* [Your task]:
Only the lines below, from the one with "buffered bytes don't" through the one with "fn handle_non_append(wal: &mut", are to be written out, exactly.

* [Extracted material]:
┏━━

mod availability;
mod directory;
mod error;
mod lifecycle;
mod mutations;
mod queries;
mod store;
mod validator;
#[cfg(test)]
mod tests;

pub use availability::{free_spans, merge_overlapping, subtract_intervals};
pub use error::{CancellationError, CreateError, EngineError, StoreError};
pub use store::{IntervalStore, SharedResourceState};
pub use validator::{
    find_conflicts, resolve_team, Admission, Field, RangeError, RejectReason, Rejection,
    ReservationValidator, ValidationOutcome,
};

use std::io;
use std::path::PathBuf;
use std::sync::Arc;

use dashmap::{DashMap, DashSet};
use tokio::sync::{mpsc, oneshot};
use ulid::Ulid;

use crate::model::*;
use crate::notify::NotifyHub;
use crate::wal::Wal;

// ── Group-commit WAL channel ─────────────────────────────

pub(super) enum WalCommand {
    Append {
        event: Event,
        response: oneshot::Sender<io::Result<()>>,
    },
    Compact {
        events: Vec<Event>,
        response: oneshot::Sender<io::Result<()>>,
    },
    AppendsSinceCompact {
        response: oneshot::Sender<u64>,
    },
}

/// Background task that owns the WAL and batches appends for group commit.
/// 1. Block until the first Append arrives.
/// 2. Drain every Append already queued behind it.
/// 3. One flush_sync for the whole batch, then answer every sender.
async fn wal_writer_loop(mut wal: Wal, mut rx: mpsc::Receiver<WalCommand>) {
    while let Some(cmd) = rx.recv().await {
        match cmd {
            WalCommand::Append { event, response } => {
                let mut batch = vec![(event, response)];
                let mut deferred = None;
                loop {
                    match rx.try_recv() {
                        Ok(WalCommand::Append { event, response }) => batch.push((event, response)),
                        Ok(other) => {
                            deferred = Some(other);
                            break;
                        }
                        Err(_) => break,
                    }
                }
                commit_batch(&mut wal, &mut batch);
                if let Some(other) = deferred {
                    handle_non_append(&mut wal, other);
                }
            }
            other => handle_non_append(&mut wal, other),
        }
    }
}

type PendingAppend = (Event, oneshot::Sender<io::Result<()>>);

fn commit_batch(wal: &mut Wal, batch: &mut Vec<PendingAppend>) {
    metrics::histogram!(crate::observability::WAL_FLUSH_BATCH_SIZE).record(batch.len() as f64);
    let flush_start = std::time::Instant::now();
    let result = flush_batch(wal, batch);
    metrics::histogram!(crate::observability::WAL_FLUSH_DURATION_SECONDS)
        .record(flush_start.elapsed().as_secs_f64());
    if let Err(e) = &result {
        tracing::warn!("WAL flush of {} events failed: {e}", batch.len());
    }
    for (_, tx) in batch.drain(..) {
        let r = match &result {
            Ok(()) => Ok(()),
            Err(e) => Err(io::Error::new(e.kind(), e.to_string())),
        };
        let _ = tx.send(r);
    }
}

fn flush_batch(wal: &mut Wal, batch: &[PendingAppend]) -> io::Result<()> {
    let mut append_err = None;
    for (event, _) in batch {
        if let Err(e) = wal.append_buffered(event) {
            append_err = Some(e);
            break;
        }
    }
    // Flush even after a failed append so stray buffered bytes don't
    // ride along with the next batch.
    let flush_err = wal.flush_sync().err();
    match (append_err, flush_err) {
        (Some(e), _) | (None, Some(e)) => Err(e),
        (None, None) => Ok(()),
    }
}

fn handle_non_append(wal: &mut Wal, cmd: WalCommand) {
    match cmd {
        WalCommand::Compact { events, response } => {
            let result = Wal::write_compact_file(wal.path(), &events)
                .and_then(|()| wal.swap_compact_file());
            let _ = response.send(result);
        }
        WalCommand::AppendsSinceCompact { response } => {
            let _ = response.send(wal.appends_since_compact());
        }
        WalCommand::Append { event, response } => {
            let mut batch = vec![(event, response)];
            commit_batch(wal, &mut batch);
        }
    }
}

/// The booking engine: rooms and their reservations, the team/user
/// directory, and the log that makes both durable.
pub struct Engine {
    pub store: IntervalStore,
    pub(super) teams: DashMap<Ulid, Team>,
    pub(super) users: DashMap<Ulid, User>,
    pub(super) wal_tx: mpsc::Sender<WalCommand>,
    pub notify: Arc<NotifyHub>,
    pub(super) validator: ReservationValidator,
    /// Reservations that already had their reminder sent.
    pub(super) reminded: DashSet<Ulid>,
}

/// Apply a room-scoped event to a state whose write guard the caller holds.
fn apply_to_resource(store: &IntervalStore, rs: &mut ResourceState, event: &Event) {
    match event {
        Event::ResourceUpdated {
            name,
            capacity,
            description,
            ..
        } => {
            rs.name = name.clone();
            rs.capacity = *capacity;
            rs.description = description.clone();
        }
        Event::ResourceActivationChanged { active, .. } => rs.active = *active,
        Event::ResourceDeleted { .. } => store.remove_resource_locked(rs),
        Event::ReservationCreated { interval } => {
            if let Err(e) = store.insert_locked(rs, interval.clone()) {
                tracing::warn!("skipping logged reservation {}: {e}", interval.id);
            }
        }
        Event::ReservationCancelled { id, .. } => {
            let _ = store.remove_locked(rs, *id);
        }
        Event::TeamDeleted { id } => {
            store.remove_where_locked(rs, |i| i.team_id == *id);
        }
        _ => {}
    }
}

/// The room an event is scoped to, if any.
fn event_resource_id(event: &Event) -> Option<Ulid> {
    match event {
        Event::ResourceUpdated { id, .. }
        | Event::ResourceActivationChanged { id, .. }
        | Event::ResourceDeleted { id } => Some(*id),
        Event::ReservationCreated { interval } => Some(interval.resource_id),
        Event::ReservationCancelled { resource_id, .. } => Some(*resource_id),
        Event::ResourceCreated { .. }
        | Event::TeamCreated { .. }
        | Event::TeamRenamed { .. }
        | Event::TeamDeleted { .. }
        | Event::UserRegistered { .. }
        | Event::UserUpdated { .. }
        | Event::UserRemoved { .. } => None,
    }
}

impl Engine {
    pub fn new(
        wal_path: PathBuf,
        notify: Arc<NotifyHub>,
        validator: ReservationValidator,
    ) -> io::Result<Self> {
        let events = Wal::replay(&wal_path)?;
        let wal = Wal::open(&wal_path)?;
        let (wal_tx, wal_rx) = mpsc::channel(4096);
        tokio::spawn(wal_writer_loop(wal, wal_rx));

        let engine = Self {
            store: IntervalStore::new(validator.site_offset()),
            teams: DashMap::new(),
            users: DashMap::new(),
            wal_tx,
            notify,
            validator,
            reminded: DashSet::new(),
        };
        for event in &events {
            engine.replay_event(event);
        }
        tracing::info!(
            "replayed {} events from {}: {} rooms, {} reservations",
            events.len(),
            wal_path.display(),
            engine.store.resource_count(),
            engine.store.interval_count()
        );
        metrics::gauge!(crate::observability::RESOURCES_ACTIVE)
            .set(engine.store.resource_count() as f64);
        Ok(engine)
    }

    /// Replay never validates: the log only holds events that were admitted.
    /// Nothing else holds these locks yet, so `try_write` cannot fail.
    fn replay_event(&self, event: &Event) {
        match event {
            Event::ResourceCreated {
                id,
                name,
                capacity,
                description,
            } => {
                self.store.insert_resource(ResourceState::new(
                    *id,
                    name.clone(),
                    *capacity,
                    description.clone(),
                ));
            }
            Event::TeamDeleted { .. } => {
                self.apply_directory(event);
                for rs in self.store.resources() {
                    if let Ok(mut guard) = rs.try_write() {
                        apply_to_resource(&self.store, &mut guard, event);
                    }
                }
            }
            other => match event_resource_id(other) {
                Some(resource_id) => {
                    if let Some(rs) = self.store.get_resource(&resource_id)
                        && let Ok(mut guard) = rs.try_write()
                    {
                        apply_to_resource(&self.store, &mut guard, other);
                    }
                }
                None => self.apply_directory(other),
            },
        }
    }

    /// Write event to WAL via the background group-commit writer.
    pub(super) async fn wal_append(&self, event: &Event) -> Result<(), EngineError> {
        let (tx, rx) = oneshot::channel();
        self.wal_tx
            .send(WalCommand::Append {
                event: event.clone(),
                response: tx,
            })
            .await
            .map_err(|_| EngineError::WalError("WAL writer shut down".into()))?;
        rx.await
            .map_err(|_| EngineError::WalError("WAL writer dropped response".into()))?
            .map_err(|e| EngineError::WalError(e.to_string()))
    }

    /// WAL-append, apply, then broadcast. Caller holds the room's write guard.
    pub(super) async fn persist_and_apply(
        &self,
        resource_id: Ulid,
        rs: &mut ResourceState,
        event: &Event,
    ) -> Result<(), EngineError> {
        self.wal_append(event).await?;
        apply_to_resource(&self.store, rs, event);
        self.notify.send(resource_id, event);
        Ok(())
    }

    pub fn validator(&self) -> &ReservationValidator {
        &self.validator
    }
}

┗━━
┏━━

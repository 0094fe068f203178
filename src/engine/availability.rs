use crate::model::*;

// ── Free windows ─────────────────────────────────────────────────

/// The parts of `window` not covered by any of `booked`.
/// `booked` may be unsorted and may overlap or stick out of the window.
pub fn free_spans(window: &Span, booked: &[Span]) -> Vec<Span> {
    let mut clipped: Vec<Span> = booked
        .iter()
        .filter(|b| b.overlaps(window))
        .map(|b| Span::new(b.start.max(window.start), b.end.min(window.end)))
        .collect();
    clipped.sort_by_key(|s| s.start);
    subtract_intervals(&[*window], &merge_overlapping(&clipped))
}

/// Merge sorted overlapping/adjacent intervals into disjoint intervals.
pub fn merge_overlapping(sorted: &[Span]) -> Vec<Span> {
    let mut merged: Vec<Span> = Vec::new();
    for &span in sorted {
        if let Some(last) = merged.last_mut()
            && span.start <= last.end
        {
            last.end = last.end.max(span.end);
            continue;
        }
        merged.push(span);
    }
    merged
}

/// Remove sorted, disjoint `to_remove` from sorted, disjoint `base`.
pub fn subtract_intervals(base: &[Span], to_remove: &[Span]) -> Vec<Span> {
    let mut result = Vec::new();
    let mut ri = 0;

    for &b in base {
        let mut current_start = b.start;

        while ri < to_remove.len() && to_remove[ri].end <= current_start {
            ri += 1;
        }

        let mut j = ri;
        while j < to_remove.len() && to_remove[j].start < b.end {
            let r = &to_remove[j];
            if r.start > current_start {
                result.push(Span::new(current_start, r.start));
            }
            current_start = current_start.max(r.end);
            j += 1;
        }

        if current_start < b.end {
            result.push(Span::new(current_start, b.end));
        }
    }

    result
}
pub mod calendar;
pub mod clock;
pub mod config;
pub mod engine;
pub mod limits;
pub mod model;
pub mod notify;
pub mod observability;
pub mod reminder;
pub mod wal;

┗━━
┏━━

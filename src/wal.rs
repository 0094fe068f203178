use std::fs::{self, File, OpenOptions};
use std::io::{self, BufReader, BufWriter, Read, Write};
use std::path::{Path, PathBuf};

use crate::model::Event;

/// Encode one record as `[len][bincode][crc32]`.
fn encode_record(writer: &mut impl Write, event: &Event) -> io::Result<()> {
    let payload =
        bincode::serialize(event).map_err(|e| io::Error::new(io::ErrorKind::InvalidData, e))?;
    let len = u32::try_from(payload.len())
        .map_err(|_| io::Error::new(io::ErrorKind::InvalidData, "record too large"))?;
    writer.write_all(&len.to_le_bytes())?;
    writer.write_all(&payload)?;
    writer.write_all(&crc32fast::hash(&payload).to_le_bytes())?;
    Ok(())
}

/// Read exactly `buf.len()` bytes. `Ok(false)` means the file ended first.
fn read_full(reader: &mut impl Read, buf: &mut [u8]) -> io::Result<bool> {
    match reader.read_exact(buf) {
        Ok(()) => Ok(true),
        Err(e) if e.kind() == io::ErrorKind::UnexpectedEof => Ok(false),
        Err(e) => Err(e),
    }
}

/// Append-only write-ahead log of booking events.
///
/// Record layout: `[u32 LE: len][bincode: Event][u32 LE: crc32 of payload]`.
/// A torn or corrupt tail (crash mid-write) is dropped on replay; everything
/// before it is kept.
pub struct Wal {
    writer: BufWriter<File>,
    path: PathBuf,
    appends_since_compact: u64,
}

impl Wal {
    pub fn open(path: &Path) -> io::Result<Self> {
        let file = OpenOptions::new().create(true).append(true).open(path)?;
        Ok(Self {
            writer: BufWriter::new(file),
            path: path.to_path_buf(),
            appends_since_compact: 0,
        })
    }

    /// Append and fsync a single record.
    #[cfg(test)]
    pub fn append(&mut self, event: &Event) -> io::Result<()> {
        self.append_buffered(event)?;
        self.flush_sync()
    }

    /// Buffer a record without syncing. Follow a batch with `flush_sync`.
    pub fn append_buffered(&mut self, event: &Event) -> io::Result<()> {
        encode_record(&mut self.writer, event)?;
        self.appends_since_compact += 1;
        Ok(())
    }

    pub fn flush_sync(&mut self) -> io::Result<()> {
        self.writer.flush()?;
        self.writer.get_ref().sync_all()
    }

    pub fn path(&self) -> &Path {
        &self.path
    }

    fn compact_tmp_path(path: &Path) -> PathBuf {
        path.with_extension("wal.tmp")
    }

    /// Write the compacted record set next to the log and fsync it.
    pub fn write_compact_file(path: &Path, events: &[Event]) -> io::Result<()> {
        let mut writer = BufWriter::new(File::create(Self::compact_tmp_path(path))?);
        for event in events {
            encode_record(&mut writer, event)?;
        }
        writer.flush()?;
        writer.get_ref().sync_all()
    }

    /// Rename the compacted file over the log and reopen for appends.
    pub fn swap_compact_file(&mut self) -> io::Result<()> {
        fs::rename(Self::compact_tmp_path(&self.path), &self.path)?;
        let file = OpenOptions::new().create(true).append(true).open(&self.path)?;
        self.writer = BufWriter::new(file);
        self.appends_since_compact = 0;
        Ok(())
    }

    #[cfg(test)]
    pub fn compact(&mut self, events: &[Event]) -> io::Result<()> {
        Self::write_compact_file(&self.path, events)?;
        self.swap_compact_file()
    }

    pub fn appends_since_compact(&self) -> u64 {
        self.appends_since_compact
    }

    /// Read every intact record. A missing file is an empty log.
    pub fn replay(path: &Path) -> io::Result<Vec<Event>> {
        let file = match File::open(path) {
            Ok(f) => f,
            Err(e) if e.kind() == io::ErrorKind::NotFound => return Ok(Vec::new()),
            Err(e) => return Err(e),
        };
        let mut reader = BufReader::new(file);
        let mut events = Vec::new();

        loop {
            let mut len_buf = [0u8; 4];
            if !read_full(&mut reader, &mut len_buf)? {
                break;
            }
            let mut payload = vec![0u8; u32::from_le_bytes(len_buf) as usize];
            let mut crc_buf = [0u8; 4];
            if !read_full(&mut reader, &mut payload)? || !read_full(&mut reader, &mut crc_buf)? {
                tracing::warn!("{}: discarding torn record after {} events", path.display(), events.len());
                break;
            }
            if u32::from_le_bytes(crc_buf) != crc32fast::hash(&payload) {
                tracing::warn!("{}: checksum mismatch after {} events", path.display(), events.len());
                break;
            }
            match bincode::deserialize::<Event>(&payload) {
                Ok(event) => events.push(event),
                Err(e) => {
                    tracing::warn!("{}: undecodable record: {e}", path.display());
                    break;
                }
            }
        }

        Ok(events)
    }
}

┗━━

* [Written answer]:
    // Flush even after a failed append so stray buffered bytes don't
    // ride along with the next batch.
    let flush_err = wal.flush_sync().err();
    match (append_err, flush_err) {
        (Some(e), _) | (None, Some(e)) => Err(e),
        (None, None) => Ok(()),
    }
}

fn handle_non_append(wal: &mut Wal, cmd: WalCommand) {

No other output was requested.